Imperia. L’intervento odierno dei Vigili del Fuoco del Comando di Imperia, in via vecchia Piemonte, presso l’edificio degli uffici di Equitalia e Agenzia delle entrate, si è effettuato per il recupero di una busta sospetta contenente Antrace trovata da un impiegato dell’agenzia imperiese. Al ritrovamento è scattato subito il protocollo di emergenza da parte della Asl 1 Imperiese.
“Si è effettuato il recupero della polvere sospetta fuoriuscita da una busta e caduta su una scrivania e di alcune buste sospette e poi si è proceduto alla consegna al personale ASL per le necessarie verifiche circa la natura del prodotto. In collaborazione con l’ARPAL si è disposta una verifica della salubrità degli ambienti, al fine di permettere successivamente il rientro delle persone all’interno della struttura e nell’attesa dei risultati, si è disposta l’interdizione agli accessi a mezzo nastro delimitatore bicolore” – afferma Angelo Palmiero.

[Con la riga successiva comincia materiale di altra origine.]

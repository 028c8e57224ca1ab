use std::env;
use std::process::ExitCode;

use anyhow::{Context, Result};
use clap::{Parser, Subcommand};
use tracing_subscriber::{fmt, prelude::*, EnvFilter};

use pact::cli;
use pact::config::{ConfigStore, FlagOverrides, LoadOptions, PathResolver};
use pact::crypto::SealedEnvelopeEngine;
use pact::error::{ExitStatus, PactError};

#[derive(Parser)]
#[command(
    name = "pact",
    version,
    about = "Encrypt messages for named groups of public keys",
    long_about = "pact encrypts a message so that every member of a named group \
                  (a pact) can read it, and decrypts messages addressed to you. \
                  Keys and pacts live in a .pact config file found in the current \
                  directory, one of its parents, or ~/.config/pact."
)]
struct Cli {
    /// Path to the config file
    #[arg(long, global = true, env = "PACT_CONFIG", value_name = "PATH")]
    config: Option<String>,

    /// Path to the public key file
    #[arg(long, global = true, value_name = "PATH")]
    public_key: Option<String>,

    /// Path to the private key file
    #[arg(long, global = true, value_name = "PATH")]
    private_key: Option<String>,

    #[command(subcommand)]
    command: Commands,
}

#[derive(Subcommand)]
enum Commands {
    /// Generate a config file with a `self` pact
    Config {
        /// Directory to write the .pact file into
        dir: Option<String>,
    },

    /// Generate a new keypair
    KeyGen,

    /// Print your public key
    KeyExport,

    /// Encrypt a message for every member of a pact
    Create {
        /// Pact to encrypt for
        pact: String,
        /// Message to encrypt (read from stdin if omitted)
        message: Option<String>,
    },

    /// Decrypt a message addressed to you
    Read {
        /// Base64 ciphertext (read from stdin if omitted)
        ciphertext: Option<String>,
    },

    /// Create a new, empty pact
    New {
        /// Pact name
        pact: String,
    },

    /// List pacts and their keys
    List,

    /// Add a public key to a pact, creating the pact if needed
    AddKey {
        /// Pact name
        pact: String,
        /// Public key (read from stdin if omitted)
        key: Option<String>,
    },

    /// Remove a single key from a pact
    RmKey {
        /// Pact name
        pact: String,
        /// Index of the key to remove; prompts when omitted
        #[arg(short, long)]
        index: Option<usize>,
    },

    /// Remove a pact and all of its keys
    Rm {
        /// Pact name
        pact: String,
    },

    /// Show current configuration and paths
    Info,
}

fn init_logging() {
    let filter = EnvFilter::try_from_default_env().unwrap_or_else(|_| EnvFilter::new("warn"));

    tracing_subscriber::registry()
        .with(fmt::layer().with_writer(std::io::stderr).with_target(false))
        .with(filter)
        .init();
}

fn main() -> ExitCode {
    init_logging();
    let args = Cli::parse();

    match run(args) {
        Ok(()) => ExitCode::from(ExitStatus::Ok.code()),
        Err(err) => {
            eprintln!("Error: {:#}", err);
            let status = err
                .downcast_ref::<PactError>()
                .map(PactError::exit_status)
                .unwrap_or(ExitStatus::InternalError);
            ExitCode::from(status.code())
        }
    }
}

fn run(args: Cli) -> Result<()> {
    let working_dir = env::current_dir().context("Failed to read the working directory")?;
    let resolver = PathResolver::from_env();

    let options = LoadOptions {
        explicit_path: args.config,
        flags: FlagOverrides {
            public_key: args.public_key,
            private_key: args.private_key,
        },
        working_dir,
    };
    let mut store = ConfigStore::open(&options, &resolver)?;
    let engine = SealedEnvelopeEngine;

    match args.command {
        Commands::Config { dir } => {
            cli::handle_config(
                &mut store,
                &engine,
                &resolver,
                &options.working_dir,
                dir.as_deref(),
            )?;
        }
        Commands::KeyGen => cli::handle_key_gen(&mut store, &engine)?,
        Commands::KeyExport => cli::handle_key_export(&store, &engine)?,
        Commands::Create { pact, message } => {
            cli::handle_create(&store, &engine, &pact, message)?;
        }
        Commands::Read { ciphertext } => cli::handle_read(&store, &engine, ciphertext)?,
        Commands::New { pact } => cli::handle_new(&mut store, &pact)?,
        Commands::List => cli::handle_list(&store)?,
        Commands::AddKey { pact, key } => cli::handle_add_key(&mut store, &pact, key)?,
        Commands::RmKey { pact, index } => cli::handle_rm_key(&mut store, &pact, index)?,
        Commands::Rm { pact } => cli::handle_rm(&mut store, &pact)?,
        Commands::Info => cli::handle_info(&store, &engine)?,
    }

    Ok(())
}
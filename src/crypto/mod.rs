//! Cryptographic engine for pact
//!
//! The rest of the crate only talks to [`CryptoEngine`]: it hands over key
//! material and bytes, and gets bytes back. [`SealedEnvelopeEngine`] is the
//! engine the binary uses.

pub mod envelope;
pub mod keys;

pub use envelope::SealedEnvelopeEngine;
pub use keys::{Keypair, PublicKey, SecretKey, KEY_SIZE};

use crate::error::PactResult;

/// Key generation and multi-recipient encryption
pub trait CryptoEngine {
    /// Create a new random keypair
    fn generate_keypair(&self) -> PactResult<Keypair>;

    /// Encrypt `plaintext` so that every holder of a secret key matching one
    /// of `recipients` can read it
    fn seal(&self, plaintext: &[u8], recipients: &[PublicKey], sender: &Keypair)
        -> PactResult<Vec<u8>>;

    /// Decrypt an envelope addressed to `recipient`
    ///
    /// Fails with [`crate::PactError::Decryption`] when the envelope is not
    /// addressed to this keypair, is corrupted, or was tampered with.
    fn open(&self, envelope: &[u8], recipient: &Keypair) -> PactResult<Vec<u8>>;
}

Quanto avvenuto stamattina ad Imperia non farebbe pensare ad un gesto isolato, visto che ieri nella sede di Equitalia ad Aosta è stata rinvenuta della sostanza che fortunatamente, quanto emerso dalle analisi svolte dall’Istituto zooprofilattico sperimentale non è antrace. Plichi simili sono stati recapitati alle sedi della societa’ di riscossione a Milano, Bologna, Torino, Biella, Verbania, Cuneo, Savona e La Spezia. Contenevano fogli A4 con frasi offensive nei confronti di Equitalia. E’ stata subito attivata la task force sul bioterrorismo e una cinquantina di persone sono state poste in osservazione. Delle indagini si occupano polizia e carabinieri.